§ Work required: List each line of the data that holds the word "tests".

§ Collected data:
BEGIN
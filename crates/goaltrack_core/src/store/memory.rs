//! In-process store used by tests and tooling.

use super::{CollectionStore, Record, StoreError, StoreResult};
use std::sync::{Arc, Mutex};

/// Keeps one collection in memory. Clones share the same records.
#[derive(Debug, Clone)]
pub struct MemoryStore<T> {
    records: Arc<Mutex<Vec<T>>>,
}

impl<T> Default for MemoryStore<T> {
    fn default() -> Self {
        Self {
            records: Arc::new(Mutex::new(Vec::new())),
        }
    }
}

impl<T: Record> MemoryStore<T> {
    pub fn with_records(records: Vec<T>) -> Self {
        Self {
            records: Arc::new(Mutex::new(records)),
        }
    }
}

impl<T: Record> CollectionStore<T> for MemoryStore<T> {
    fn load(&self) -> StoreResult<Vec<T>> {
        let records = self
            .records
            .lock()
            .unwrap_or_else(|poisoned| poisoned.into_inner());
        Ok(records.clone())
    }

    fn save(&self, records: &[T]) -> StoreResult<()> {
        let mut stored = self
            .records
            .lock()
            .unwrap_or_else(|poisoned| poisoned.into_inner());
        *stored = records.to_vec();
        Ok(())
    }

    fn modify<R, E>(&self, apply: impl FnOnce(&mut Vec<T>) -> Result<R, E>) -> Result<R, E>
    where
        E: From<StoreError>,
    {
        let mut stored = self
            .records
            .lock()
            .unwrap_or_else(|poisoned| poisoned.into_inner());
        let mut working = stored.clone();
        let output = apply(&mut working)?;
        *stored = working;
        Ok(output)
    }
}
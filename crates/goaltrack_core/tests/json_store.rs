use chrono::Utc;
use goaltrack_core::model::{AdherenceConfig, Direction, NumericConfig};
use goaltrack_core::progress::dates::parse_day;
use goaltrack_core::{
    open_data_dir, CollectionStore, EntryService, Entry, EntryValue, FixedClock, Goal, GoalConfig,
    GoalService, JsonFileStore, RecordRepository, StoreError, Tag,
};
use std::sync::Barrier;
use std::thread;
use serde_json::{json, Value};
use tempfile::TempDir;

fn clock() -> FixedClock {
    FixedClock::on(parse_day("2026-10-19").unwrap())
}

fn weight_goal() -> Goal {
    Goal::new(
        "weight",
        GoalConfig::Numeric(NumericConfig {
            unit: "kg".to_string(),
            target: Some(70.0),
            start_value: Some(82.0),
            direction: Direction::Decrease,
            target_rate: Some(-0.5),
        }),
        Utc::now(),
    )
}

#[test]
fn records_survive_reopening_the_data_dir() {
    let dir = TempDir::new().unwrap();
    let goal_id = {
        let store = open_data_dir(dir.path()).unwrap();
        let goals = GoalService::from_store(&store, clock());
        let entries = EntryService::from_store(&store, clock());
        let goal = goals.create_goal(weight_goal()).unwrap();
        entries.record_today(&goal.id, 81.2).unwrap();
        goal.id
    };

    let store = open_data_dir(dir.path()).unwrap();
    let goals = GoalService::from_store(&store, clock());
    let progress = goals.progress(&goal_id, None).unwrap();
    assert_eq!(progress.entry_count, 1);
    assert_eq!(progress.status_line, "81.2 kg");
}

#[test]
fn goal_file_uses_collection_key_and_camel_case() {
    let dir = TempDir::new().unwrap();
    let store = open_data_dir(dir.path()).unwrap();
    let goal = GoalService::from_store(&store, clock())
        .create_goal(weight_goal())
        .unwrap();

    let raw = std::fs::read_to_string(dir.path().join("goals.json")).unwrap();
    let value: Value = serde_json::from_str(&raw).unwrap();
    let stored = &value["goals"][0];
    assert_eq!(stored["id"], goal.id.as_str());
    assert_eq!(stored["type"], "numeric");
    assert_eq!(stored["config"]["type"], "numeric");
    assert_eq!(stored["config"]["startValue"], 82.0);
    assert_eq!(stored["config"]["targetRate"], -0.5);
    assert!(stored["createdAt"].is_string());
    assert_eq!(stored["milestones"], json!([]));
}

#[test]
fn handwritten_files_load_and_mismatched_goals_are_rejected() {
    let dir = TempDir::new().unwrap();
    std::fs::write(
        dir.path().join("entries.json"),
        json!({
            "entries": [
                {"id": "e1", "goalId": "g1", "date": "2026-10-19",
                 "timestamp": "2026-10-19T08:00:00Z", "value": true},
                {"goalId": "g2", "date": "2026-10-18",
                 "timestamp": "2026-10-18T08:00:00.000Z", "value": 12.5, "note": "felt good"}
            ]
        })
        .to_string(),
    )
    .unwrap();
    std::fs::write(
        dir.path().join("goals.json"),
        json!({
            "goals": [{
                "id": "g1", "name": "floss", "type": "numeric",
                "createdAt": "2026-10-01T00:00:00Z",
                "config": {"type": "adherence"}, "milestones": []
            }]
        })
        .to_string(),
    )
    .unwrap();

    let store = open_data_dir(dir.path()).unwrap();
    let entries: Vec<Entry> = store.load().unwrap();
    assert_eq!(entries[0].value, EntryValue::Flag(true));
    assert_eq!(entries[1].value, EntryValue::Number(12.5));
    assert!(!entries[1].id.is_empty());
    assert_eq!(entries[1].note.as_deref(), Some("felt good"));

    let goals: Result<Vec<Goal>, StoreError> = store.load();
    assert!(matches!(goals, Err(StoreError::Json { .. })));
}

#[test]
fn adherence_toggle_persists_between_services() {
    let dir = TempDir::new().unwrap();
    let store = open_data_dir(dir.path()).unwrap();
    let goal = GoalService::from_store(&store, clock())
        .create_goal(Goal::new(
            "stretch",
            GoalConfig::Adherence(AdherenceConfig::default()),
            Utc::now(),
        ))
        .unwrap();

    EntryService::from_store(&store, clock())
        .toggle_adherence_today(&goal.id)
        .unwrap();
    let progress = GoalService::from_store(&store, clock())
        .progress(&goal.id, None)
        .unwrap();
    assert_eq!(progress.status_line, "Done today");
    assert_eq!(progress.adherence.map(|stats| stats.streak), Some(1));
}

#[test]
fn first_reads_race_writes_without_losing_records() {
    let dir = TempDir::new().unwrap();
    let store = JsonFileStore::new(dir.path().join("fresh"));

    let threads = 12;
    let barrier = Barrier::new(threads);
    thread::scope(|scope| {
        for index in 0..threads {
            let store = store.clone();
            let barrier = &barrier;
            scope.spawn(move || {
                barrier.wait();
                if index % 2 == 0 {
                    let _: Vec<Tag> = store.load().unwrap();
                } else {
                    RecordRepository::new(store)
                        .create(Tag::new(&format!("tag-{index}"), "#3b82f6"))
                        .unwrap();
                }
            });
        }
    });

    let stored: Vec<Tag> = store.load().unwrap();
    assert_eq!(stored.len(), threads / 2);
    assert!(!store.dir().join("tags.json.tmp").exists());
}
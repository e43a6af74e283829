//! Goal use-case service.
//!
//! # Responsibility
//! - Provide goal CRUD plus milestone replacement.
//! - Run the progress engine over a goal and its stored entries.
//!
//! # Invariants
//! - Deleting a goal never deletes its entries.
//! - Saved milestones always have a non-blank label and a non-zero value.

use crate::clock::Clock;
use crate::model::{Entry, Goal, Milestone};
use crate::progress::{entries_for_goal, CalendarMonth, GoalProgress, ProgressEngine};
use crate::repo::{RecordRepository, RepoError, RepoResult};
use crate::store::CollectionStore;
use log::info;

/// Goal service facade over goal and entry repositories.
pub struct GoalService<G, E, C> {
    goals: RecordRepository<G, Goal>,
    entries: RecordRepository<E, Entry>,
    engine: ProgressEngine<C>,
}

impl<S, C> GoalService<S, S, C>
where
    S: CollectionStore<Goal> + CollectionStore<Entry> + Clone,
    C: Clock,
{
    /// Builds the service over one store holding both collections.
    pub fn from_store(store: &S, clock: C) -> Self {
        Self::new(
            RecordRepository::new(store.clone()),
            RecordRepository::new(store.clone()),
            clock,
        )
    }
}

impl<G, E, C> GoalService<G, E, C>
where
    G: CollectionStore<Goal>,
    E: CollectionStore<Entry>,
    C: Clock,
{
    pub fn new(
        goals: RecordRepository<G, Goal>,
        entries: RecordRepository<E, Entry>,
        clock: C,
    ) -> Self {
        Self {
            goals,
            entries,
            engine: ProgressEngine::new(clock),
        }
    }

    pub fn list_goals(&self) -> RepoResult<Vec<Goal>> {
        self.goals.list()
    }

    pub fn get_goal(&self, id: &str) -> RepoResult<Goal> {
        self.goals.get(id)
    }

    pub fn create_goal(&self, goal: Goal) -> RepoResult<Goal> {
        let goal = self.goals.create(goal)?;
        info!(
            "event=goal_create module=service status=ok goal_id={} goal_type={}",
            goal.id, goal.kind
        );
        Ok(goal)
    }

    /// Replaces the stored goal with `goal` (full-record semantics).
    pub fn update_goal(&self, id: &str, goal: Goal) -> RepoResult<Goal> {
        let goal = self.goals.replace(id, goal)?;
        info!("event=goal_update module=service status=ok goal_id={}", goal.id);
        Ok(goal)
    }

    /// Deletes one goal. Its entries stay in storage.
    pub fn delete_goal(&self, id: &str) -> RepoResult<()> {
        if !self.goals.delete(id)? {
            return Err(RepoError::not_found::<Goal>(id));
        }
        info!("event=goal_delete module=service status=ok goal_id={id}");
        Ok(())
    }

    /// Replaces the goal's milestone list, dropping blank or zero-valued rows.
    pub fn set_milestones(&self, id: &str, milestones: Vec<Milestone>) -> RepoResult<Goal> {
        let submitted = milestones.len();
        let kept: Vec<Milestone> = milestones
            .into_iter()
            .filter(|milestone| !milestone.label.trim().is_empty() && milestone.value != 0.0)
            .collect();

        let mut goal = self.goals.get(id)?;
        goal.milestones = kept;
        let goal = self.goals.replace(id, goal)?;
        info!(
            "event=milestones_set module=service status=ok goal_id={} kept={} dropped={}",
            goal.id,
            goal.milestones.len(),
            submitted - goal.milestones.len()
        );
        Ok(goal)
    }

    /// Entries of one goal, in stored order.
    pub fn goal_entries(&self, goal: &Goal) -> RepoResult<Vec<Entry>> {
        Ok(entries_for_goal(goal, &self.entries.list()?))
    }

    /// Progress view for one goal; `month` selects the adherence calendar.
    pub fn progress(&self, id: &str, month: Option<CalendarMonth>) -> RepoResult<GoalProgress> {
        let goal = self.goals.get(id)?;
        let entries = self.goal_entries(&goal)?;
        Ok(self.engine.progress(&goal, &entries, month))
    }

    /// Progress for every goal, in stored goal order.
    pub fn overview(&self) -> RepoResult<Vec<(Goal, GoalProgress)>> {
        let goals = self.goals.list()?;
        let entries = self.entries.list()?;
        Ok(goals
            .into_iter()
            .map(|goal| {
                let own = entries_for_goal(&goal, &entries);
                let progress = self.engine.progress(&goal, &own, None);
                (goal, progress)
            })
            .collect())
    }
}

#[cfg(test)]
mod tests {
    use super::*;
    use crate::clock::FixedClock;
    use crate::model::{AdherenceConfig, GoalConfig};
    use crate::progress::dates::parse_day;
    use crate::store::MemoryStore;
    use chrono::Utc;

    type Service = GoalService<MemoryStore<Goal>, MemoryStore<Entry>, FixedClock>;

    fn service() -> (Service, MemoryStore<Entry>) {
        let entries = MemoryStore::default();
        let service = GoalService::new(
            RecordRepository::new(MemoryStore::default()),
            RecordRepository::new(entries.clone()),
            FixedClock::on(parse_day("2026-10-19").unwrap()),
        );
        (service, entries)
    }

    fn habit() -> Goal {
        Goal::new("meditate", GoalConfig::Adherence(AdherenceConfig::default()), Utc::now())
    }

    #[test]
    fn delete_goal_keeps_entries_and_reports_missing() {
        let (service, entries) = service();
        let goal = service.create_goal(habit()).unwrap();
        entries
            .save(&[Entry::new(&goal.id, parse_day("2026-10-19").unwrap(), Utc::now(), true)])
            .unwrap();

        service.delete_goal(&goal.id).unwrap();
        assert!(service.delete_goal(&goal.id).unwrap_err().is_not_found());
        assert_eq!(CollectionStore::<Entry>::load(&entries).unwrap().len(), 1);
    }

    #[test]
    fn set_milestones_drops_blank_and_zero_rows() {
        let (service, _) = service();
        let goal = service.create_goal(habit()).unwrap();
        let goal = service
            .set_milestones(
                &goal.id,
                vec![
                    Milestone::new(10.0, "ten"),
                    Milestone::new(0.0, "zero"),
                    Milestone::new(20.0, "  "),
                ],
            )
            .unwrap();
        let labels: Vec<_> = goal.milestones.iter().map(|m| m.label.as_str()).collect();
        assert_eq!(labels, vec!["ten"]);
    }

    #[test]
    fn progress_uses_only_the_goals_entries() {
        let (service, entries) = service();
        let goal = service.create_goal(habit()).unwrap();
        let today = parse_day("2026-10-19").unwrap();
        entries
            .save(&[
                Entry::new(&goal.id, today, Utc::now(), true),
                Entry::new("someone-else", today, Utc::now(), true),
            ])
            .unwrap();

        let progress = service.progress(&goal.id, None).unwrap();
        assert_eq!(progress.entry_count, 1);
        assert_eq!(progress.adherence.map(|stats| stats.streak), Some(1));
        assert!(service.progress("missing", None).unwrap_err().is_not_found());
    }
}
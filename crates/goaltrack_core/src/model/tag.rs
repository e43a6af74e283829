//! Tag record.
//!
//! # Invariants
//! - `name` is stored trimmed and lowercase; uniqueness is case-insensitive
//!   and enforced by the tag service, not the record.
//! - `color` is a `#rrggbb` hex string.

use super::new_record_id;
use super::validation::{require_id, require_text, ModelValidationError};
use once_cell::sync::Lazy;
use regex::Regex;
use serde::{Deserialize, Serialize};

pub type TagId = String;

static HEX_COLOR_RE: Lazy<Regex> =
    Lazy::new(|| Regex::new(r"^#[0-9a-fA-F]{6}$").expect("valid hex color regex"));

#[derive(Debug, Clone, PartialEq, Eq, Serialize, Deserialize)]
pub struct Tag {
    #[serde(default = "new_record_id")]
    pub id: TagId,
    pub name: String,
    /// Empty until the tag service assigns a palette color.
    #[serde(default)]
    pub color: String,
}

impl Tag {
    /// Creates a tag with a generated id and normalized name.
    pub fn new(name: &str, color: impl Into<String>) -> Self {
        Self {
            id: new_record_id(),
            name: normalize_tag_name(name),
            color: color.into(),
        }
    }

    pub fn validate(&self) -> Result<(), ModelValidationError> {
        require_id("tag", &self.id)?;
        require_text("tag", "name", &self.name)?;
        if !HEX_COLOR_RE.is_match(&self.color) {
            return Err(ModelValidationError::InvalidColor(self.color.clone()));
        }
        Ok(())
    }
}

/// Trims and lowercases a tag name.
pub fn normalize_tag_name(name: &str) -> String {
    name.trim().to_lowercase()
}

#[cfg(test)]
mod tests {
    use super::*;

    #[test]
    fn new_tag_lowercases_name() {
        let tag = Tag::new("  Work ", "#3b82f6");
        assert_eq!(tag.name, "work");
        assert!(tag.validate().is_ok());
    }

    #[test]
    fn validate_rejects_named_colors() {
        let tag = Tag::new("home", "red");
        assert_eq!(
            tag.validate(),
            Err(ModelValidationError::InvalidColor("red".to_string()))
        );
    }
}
END
§ Written answer:
//! In-process store used by tests and tooling.
filename crates/goaltrack_core/tests/json_store.rs
mod tests {
mod tests {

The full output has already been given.